I have always believed in the idea of letting go. Letting go of things, of the past, some friends, and a whole lot more baggage that may be holding us back. This is a hidden key to having much more in our lives, to health and happiness.
Yet, I for one have always found the practice of letting go a most difficult one. I’m a hoarder. I hold on to things, unnecessary things. Just this morning, I was clearing out a filing cabinet and I even had receipts and statements from as far back as 1991 that I still hesitated to add to the rubbish pile. For God’s sake, that was twenty years ago.
I hold on to friends. Some long-standing friends I am so happy to still have in my life but clearly there are some that I must let go. But do I? I convince myself that I have moved on from such people but eventually I have the urge to give them one last call. I tell myself it is because I love people and I hate to give up relationships. Is it any wonder that I over stayed my marriage?
Ah, but I digress. I was talking about letting go in general. This week in particular, I am dealing with letting go of a huge part of my life to date. The idea is to feel lighter; to breathe and thereby lighten my load. This part of my life is something I really, really worked hard for, something I dreamed of for years, which then took more years to put together; something that has really, really blessed my life, energized me and given me a reason to live. However, ironically this same thing has become a thorn in my flesh in the past few years and has prevented me moving on with my life. Like a poisoned chalice!
Letting go is not always easy. The future is unknown. The past, however miserable is a known event and at the very least we know how to navigate it. It is our comfort zone. The future versus the past - “Better the devil you know than the angel you don’t.”
Life is about growth. Letting go of some things are scary and takes boldness and courage. However, looking back, the biggest things I have let go off in the past have led to exponential growth for me. Unparalleled growth! One of this was when I gave up my J.O.B in 2004 to start in business. That was a bold step against all odds. I didn’t know what the future held and I was leaving a ‘secured’ position with a regular income for the unknown. It took me two years prior to finally make that unilateral decision to take that plunge. But I made it; and I have never looked back.

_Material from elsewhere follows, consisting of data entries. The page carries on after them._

use std::time::Instant;

use axum::Json;
use axum::extract::State;
use axum::http::StatusCode;
use serde_json::{Value, json};
use tracing::{error, info};

use crate::AppState;
use crate::logger;
use crate::models::{ChatRequest, ChatResponse, ErrorResponse};
use crate::relay::{self, RelayError, Reply};

pub async fn health_check() -> &'static str {

    "OK"

}

pub async fn metrics_handler(State(state): State<AppState>) -> Json<Value> {

    let snapshot = state.metrics.snapshot();
    let reply_rate = snapshot.reply_rate();

    Json(json!({
        "counters": snapshot,
        "reply_rate": reply_rate
    }))

}

pub async fn chat_handler(
    State(state): State<AppState>,
    Json(request): Json<ChatRequest>
) -> Result<Json<ChatResponse>, (StatusCode, Json<ErrorResponse>)> {

    let started = Instant::now();
    state.metrics.record_request();
    info!("received chat request");

    let reply = relay::generate_reply(
        &state.http_client,
        &state.config,
        request.message.as_deref()
    )
    .await
    .map_err(|err| {

        let (status, outcome, public_error) = match &err {
            RelayError::EmptyMessage => {
                state.metrics.record_rejected();
                (StatusCode::BAD_REQUEST, "rejected", "No message content provided")
            }
            RelayError::MissingApiKey => {
                state.metrics.record_failure();
                (StatusCode::INTERNAL_SERVER_ERROR, "no_api_key", "OpenRouter API key not configured")
            }
            RelayError::Upstream(_) => {
                state.metrics.record_failure();
                (StatusCode::INTERNAL_SERVER_ERROR, "upstream_error", "Failed to get AI response")
            }
        };

        // the caller only ever sees the generic text above
        error!(error = %err, "chat request failed");
        logger::log_request(outcome, &state.config.model, started.elapsed().as_millis());

        (status, Json(ErrorResponse { error: public_error.to_string() }))

    })?;

    let outcome = match &reply {
        Reply::Answer(_) => {
            state.metrics.record_reply();
            "reply"
        }
        Reply::Fallback => {
            state.metrics.record_fallback();
            "fallback"
        }
    };

    let elapsed = started.elapsed();
    info!(outcome, elapsed_ms = elapsed.as_millis() as u64, "chat request resolved");
    logger::log_request(outcome, &state.config.model, elapsed.as_millis());

    Ok(Json(ChatResponse { response: reply.into_text() }))

}
use serde::{Deserialize, Serialize};

/// Body of an inbound `POST /chat` request.
/// `message` stays optional so that an absent or `null` field reaches the
/// relay as a validation failure instead of a deserialization error.
#[derive(Debug, Deserialize, Serialize)]
pub struct ChatRequest {
    pub message: Option<String>
}

#[derive(Debug, Deserialize, Serialize)]
pub struct ChatResponse {
    pub response: String
}

#[derive(Debug, Deserialize, Serialize)]
pub struct ErrorResponse {
    pub error: String
}

#[derive(Debug, Deserialize, Serialize)]
pub struct ChatMessage {
    pub role: String,
    pub content: String
}

/// Payload sent to the completion endpoint.
#[derive(Debug, Deserialize, Serialize)]
pub struct CompletionRequest {
    pub model: String,
    pub messages: Vec<ChatMessage>,
    pub temperature: f32,
    pub max_tokens: u32
}

#[derive(Debug, Deserialize, Serialize)]
pub struct CompletionResponse {
    // a 2xx body without choices is the soft-fallback case, not an error
    #[serde(default)]
    pub choices: Vec<Choice>
}

#[derive(Debug, Deserialize, Serialize)]
pub struct Choice {
    pub message: ChatMessage
}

So now it is time to make another bold move, to have faith that all is well, and will be well! I don’t want a mediocre life. I want to live life to its’ utmost and be able to say YES with a zest at the finishing line.
This reminds me of the famous saying often attributed to Goethe:
"Until one is committed, there is hesitancy, the chance to draw back; Concerning all acts of initiative (and creation), there is one elementary truth the ignorance of which kills countless ideas and splendid plans: that the moment one definitely commits oneself, then Providence moves too. All sorts of things occur to help one that would never otherwise have occurred. A whole stream of events issues from the decision, raising in one's favour all manner of unforeseen incidents and meetings and material assistance, which no man could have dreamed would have come his way.
Whatever you can do, or dream you can do, begin it. Boldness has genius, power, and magic in it. Begin it now."
So, here I come again. I let go, and let God!


Just popped by for a long-overdue visit. Loved reading Letting Go and Letting God!
A great piece which rings so true!
Posted by: Pauline Brobbey | January 17, 2012 at 02:34 PM
Fantastic piece. True talk.
Posted by: Tola Johnson | January 17, 2012 at 11:28 PM
Thanks for popping by yet again, Pauline & Tola. Experience is fast becoming the best teacher as they say.